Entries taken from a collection
++++
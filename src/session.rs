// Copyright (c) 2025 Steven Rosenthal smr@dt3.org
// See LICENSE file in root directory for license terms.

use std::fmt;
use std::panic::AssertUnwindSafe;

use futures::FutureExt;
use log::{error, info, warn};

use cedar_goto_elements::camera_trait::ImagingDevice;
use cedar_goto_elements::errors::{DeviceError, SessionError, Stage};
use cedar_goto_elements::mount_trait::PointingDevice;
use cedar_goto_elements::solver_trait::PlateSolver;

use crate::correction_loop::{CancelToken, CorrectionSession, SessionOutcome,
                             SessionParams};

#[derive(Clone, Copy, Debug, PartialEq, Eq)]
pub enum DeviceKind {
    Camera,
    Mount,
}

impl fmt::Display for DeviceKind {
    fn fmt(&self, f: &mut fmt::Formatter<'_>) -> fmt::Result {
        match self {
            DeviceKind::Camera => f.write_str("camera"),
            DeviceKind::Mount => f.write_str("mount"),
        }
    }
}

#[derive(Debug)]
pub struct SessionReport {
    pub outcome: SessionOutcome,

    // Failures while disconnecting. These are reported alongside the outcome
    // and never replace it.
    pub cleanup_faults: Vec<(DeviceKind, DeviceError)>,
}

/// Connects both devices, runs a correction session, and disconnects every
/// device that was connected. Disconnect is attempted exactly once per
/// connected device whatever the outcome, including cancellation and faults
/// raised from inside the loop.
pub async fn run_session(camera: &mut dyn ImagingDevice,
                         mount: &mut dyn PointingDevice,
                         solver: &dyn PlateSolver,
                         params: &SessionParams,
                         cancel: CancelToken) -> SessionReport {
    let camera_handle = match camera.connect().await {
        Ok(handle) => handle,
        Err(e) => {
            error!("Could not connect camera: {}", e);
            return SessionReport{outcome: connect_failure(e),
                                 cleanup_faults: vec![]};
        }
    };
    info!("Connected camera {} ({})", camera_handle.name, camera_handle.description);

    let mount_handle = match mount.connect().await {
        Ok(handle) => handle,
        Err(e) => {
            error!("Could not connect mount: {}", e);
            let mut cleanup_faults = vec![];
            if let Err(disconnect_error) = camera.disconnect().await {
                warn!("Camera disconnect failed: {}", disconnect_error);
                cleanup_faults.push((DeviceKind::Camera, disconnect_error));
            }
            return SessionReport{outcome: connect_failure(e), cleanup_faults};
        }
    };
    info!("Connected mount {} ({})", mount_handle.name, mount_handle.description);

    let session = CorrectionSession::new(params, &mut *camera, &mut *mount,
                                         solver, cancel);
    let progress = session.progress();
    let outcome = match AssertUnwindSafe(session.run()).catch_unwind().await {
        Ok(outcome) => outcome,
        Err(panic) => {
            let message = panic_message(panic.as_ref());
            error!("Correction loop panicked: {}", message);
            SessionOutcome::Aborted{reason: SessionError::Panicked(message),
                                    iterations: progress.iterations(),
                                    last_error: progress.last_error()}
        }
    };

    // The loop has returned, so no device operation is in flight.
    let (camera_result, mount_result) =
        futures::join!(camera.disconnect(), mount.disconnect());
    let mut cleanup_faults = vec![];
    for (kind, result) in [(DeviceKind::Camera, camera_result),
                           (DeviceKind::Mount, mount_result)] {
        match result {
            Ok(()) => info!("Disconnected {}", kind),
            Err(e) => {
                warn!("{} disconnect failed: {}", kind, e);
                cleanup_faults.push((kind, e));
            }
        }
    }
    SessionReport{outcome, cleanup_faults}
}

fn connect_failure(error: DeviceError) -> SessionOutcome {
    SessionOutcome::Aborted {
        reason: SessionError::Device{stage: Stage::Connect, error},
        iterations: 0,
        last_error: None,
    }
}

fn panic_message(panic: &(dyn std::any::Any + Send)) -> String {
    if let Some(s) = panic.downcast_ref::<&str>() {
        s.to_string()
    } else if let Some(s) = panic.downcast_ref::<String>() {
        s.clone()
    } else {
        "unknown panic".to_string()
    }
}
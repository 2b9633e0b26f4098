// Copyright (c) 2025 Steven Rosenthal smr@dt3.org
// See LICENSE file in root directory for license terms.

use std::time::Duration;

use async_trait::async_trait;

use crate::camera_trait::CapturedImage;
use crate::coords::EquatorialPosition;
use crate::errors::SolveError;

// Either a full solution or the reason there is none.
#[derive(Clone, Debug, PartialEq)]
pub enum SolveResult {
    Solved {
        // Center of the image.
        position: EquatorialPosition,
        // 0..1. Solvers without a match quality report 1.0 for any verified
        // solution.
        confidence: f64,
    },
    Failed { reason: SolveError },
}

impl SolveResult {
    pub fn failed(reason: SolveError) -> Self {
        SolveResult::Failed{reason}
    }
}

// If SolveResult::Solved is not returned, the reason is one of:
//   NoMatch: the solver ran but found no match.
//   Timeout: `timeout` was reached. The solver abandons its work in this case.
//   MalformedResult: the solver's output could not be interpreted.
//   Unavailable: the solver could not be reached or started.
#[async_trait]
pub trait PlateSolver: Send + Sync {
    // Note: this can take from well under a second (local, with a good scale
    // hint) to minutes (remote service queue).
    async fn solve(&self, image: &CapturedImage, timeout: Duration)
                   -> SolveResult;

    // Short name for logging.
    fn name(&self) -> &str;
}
++++
■ WORK REQUIRED ■
Nothing but the lines from the one holding "If SolveResult::Solved is" to the end of the entries should be output, each exactly as it appears.

■ SOLUTION ■
// If SolveResult::Solved is not returned, the reason is one of:
//   NoMatch: the solver ran but found no match.
//   Timeout: `timeout` was reached. The solver abandons its work in this case.
//   MalformedResult: the solver's output could not be interpreted.
//   Unavailable: the solver could not be reached or started.
#[async_trait]
pub trait PlateSolver: Send + Sync {
    // Note: this can take from well under a second (local, with a good scale
    // hint) to minutes (remote service queue).
    async fn solve(&self, image: &CapturedImage, timeout: Duration)
                   -> SolveResult;

    // Short name for logging.
    fn name(&self) -> &str;
}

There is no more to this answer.